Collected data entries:
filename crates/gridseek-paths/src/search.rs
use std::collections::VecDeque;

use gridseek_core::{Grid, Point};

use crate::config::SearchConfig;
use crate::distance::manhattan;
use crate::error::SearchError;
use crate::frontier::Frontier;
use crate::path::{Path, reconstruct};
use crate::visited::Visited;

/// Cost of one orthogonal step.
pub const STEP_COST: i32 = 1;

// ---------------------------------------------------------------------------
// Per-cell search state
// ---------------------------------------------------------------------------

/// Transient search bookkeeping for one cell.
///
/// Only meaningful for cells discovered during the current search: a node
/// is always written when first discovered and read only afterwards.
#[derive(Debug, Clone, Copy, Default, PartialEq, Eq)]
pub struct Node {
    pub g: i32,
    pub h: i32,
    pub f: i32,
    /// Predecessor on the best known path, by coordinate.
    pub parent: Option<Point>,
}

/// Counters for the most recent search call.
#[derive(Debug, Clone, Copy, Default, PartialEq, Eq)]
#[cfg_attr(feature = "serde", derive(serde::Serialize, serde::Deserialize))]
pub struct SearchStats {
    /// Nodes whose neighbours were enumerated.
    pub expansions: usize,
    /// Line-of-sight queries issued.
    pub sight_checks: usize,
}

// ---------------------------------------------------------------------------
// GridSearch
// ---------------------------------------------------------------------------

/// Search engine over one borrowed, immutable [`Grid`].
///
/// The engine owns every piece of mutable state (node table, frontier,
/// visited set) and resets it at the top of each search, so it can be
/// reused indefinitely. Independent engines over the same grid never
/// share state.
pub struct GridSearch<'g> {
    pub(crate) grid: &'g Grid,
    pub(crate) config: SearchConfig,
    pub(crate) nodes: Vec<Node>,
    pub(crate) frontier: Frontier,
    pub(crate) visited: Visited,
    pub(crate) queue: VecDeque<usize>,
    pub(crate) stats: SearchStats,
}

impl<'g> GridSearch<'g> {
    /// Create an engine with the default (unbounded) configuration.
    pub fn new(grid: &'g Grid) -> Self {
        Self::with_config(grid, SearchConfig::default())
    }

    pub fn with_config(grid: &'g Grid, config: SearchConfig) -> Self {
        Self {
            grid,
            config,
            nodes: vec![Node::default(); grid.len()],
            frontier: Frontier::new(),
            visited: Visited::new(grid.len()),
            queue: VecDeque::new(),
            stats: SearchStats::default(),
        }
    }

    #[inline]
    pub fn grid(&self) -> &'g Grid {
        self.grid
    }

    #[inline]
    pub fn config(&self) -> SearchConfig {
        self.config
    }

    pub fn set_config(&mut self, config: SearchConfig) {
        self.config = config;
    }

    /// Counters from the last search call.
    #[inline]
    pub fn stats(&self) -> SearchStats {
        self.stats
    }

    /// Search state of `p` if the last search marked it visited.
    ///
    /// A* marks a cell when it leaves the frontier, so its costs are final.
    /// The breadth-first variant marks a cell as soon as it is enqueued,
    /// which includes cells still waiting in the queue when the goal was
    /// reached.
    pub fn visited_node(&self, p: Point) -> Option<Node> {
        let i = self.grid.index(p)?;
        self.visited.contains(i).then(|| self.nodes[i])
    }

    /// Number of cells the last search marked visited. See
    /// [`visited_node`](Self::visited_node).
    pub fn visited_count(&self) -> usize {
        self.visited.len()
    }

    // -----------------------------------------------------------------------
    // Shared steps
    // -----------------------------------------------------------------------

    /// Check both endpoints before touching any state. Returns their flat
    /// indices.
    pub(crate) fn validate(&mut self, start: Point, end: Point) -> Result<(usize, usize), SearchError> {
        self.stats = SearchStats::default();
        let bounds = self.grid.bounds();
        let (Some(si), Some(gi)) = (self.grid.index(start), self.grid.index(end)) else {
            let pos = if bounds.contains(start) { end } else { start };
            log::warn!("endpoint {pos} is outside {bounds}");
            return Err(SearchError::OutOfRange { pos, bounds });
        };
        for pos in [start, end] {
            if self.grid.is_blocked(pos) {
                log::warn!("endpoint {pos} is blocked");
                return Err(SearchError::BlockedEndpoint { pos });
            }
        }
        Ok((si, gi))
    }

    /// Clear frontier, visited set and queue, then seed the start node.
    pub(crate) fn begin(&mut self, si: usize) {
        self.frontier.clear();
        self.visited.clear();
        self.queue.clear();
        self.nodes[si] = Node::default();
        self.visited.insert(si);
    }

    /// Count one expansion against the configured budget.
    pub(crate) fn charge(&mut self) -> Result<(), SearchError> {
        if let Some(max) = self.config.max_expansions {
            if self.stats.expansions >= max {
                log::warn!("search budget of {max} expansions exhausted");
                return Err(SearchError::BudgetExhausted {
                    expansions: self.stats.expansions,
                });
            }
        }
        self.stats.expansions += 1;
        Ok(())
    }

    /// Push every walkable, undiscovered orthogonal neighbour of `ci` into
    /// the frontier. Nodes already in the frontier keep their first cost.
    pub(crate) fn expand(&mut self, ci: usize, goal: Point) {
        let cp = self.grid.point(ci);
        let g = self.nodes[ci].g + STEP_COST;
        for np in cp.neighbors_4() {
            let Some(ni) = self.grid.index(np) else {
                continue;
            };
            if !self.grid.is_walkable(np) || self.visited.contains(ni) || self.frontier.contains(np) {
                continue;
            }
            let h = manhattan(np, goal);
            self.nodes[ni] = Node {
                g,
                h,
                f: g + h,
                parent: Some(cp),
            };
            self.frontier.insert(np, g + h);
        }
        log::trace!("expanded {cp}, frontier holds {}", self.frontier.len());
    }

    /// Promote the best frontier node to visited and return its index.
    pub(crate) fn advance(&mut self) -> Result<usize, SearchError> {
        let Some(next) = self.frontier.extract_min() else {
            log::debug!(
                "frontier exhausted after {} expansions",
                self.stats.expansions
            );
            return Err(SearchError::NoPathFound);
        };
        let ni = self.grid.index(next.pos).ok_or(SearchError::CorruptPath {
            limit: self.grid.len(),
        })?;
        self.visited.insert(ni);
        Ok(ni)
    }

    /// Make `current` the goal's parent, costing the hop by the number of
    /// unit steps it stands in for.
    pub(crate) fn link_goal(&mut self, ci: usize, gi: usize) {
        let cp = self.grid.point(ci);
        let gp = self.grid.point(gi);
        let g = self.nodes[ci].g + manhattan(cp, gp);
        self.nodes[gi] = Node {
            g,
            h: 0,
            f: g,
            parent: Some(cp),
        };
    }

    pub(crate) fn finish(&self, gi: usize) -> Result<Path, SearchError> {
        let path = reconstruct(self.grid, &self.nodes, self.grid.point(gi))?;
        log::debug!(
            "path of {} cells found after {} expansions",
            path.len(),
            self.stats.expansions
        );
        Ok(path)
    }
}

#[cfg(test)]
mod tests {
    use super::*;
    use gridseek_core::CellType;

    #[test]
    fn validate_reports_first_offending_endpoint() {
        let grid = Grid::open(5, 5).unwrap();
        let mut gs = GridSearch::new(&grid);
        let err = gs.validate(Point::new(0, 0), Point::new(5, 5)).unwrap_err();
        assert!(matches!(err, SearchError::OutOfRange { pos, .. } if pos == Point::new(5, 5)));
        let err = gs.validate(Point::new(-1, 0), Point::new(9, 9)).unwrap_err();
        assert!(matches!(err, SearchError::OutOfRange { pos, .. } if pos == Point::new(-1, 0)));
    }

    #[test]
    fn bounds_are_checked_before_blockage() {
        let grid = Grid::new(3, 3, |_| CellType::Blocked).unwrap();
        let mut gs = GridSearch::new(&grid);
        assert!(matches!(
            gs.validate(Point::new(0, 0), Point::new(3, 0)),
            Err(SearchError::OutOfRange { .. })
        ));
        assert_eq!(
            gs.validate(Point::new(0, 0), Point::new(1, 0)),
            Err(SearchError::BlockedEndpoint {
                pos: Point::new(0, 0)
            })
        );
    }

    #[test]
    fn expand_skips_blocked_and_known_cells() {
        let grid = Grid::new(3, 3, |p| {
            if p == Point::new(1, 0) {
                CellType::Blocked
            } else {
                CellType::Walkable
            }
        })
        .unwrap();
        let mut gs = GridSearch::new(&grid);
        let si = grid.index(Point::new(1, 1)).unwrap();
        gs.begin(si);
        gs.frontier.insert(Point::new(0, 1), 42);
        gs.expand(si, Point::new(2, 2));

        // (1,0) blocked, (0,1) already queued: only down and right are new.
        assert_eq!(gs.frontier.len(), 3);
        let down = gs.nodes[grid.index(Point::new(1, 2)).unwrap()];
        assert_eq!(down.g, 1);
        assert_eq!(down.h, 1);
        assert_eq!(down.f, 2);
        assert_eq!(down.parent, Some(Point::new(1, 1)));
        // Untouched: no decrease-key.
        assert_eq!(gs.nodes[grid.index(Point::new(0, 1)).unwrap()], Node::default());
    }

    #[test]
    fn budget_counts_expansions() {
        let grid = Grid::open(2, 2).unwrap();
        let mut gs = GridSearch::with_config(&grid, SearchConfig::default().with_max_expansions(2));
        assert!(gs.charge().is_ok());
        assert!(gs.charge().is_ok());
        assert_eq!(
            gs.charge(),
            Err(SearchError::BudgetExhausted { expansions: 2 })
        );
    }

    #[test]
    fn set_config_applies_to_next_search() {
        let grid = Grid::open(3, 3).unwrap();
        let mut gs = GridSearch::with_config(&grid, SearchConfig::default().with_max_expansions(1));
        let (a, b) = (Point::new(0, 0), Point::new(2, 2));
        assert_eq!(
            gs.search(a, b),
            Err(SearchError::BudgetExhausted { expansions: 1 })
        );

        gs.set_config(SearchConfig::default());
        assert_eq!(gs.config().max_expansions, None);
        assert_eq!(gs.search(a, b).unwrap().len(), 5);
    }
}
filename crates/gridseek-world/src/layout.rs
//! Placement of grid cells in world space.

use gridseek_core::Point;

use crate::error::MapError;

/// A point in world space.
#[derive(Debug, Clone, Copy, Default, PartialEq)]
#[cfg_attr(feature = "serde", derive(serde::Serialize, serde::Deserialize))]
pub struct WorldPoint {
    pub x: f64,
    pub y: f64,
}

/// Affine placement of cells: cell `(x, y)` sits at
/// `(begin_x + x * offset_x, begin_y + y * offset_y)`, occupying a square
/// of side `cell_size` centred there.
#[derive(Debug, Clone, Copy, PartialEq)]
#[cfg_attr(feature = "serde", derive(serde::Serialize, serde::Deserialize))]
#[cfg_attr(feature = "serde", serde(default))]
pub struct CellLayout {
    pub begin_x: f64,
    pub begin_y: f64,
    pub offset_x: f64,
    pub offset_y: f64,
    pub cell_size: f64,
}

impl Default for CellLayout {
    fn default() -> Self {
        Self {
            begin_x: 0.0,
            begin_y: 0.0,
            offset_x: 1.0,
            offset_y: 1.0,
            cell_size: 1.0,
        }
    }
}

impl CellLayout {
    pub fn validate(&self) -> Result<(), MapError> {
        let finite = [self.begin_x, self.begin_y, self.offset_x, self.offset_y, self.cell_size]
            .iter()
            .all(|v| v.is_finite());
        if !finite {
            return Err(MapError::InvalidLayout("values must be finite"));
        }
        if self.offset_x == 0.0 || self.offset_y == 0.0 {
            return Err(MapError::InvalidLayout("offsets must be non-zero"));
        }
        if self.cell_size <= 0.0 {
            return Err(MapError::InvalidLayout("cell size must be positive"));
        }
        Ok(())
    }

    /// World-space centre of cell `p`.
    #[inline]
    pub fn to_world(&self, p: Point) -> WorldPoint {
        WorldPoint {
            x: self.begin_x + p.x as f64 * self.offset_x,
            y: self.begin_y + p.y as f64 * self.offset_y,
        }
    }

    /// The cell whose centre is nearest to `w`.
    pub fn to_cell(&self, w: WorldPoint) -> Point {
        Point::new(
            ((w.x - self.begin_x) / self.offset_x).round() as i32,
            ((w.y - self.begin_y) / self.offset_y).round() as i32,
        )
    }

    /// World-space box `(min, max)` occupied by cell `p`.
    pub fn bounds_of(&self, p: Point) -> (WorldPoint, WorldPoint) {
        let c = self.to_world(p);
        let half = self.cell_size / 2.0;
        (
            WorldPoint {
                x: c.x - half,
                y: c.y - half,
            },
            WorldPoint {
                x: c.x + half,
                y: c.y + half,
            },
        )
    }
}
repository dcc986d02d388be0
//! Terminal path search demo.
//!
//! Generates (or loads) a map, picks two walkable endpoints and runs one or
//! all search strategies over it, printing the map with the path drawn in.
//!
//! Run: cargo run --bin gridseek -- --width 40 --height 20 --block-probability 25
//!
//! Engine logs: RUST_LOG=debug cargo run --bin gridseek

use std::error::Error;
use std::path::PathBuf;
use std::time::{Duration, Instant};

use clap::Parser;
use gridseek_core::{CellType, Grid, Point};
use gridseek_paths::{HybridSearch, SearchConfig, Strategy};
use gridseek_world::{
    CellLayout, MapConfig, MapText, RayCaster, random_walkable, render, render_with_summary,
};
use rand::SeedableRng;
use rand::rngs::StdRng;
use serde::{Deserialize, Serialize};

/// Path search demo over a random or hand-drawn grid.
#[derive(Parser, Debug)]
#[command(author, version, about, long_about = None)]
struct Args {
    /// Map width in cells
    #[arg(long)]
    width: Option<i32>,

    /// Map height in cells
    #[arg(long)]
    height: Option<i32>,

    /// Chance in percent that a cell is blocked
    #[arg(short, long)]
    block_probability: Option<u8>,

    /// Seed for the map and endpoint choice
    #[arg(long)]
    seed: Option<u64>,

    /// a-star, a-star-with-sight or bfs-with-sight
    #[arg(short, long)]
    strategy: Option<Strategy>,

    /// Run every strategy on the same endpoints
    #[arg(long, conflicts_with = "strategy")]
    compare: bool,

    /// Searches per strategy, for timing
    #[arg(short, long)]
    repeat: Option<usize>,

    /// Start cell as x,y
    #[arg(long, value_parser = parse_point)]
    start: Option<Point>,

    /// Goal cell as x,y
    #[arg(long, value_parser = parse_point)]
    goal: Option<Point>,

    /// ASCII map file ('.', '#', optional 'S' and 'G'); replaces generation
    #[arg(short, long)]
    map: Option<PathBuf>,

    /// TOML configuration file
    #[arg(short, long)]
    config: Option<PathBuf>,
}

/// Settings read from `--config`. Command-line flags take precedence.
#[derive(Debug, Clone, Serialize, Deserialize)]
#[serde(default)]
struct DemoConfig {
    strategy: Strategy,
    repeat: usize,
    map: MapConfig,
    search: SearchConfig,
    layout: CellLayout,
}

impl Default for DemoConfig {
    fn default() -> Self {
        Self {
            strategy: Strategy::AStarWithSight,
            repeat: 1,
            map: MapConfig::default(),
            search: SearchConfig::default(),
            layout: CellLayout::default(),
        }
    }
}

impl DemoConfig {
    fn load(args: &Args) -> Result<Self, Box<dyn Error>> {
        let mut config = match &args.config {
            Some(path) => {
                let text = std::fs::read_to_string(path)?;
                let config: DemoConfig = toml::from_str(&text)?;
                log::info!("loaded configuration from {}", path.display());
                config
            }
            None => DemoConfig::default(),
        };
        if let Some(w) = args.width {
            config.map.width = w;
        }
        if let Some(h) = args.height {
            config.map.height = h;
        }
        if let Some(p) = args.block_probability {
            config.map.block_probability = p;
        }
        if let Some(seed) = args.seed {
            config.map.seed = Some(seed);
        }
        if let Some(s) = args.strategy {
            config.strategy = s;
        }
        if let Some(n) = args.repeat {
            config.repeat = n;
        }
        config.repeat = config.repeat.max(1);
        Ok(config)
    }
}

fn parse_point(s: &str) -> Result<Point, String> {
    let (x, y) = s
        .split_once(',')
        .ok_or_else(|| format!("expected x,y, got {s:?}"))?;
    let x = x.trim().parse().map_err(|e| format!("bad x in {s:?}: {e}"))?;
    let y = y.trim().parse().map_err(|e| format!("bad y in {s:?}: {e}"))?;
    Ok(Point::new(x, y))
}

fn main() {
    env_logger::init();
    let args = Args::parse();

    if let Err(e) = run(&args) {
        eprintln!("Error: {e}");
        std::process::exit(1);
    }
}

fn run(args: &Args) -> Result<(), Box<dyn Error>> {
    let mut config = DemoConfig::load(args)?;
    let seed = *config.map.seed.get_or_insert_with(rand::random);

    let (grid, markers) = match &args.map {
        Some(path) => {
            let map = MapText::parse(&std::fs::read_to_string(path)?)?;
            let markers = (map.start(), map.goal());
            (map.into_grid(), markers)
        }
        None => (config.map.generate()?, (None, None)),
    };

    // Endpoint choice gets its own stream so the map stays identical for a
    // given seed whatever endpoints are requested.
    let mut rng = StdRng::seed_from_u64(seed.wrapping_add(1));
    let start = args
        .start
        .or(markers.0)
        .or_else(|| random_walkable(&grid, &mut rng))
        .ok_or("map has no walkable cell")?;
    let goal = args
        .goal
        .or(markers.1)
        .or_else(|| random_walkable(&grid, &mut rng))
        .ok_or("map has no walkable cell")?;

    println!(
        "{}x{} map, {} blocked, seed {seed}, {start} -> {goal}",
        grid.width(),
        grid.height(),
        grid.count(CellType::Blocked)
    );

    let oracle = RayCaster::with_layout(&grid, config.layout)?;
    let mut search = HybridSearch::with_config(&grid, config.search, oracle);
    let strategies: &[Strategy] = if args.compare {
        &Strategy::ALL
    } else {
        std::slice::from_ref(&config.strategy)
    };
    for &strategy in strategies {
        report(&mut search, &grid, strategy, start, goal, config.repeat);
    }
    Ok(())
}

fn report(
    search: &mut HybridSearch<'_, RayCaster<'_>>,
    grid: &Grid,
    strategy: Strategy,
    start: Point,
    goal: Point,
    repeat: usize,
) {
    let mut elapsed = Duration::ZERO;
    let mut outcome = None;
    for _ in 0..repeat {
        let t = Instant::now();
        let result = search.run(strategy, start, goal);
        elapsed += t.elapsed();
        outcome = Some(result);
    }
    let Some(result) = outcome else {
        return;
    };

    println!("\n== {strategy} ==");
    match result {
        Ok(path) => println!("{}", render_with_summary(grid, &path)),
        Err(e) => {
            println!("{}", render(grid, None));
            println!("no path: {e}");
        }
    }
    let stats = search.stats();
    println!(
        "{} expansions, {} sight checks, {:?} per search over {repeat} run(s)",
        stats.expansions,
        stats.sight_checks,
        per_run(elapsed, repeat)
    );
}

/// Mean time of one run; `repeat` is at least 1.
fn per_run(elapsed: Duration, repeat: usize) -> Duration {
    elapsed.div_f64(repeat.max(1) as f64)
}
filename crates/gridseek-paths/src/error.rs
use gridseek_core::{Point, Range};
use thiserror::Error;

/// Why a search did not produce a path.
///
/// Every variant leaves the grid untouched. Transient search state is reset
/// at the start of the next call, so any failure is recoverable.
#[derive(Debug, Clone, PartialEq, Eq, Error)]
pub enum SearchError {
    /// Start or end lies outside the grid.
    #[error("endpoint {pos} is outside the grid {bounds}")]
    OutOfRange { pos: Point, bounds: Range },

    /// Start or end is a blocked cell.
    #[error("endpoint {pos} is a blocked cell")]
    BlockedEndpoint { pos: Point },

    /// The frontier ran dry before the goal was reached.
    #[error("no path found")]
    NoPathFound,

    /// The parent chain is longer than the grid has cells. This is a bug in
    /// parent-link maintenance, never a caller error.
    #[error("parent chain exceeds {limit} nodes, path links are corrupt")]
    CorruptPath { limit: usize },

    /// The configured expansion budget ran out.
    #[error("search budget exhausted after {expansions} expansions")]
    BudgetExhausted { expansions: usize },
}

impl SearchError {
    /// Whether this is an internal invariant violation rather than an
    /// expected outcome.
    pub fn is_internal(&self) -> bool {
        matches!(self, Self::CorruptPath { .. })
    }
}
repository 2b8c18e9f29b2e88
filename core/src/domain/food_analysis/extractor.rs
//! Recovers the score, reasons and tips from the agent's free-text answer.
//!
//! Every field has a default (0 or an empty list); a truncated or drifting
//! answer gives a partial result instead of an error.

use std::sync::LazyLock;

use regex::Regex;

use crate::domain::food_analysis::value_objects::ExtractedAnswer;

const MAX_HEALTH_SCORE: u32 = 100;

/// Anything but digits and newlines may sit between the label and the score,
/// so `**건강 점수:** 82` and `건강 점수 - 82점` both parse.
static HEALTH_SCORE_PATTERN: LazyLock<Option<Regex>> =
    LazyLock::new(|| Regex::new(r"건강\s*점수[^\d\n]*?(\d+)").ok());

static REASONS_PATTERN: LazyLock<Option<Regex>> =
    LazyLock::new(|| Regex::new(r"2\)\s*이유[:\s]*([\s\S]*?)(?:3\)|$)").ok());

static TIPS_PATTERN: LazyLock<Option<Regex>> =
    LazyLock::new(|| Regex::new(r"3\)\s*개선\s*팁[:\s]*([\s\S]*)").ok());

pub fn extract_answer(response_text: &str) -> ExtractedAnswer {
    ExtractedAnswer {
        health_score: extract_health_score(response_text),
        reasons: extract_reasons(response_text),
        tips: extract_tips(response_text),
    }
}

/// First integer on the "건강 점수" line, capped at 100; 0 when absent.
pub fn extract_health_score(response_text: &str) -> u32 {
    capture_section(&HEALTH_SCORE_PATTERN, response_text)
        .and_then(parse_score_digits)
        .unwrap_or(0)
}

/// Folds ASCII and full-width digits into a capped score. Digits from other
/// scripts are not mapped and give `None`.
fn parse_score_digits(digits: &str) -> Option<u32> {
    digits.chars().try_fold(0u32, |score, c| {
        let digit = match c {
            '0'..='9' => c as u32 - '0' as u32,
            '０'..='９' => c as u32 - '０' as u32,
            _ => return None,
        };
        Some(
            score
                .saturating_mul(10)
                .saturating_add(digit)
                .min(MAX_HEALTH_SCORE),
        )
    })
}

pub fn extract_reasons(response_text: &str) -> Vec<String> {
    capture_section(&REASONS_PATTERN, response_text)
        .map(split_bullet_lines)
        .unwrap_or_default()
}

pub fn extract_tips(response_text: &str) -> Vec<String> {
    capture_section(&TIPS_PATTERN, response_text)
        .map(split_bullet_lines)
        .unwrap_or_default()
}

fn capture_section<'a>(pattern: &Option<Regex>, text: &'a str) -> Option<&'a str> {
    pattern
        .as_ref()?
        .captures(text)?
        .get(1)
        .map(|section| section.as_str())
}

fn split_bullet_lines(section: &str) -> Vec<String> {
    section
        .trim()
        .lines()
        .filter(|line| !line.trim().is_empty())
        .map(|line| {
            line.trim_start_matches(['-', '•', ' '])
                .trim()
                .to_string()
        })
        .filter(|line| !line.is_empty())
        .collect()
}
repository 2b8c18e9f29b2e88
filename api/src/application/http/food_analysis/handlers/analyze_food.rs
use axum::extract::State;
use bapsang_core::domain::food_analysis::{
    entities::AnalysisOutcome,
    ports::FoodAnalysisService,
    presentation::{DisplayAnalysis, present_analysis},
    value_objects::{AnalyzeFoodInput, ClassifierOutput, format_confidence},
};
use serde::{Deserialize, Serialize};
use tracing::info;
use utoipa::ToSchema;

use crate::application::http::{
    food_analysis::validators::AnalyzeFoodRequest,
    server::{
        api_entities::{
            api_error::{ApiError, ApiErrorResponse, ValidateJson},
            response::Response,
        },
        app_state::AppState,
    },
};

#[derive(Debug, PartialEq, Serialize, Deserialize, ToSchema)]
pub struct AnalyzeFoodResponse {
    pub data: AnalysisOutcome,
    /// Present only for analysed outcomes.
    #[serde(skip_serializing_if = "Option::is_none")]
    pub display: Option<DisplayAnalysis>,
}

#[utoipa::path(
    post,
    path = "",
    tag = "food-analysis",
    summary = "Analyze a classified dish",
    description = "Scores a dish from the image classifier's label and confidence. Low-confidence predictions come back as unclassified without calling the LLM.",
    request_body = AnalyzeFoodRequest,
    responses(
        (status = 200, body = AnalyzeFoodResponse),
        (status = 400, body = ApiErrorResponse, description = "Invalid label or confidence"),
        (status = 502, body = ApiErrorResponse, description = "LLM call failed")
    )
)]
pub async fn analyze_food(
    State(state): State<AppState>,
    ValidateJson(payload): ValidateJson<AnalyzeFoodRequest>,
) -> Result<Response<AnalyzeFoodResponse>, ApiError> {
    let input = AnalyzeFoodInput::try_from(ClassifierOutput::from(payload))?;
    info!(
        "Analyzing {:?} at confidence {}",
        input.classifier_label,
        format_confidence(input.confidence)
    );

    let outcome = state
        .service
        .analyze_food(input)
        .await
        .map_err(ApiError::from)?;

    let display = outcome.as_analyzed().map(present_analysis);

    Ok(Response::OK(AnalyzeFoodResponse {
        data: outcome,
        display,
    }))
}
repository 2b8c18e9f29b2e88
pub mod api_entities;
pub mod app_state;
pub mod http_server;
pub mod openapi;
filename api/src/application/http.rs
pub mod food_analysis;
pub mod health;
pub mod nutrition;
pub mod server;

EXERCISE AIM.
Where the word "StdRng" occurs in a line of the entries above, count that line, and reply with the total only.

SOLVED PROBLEM.
2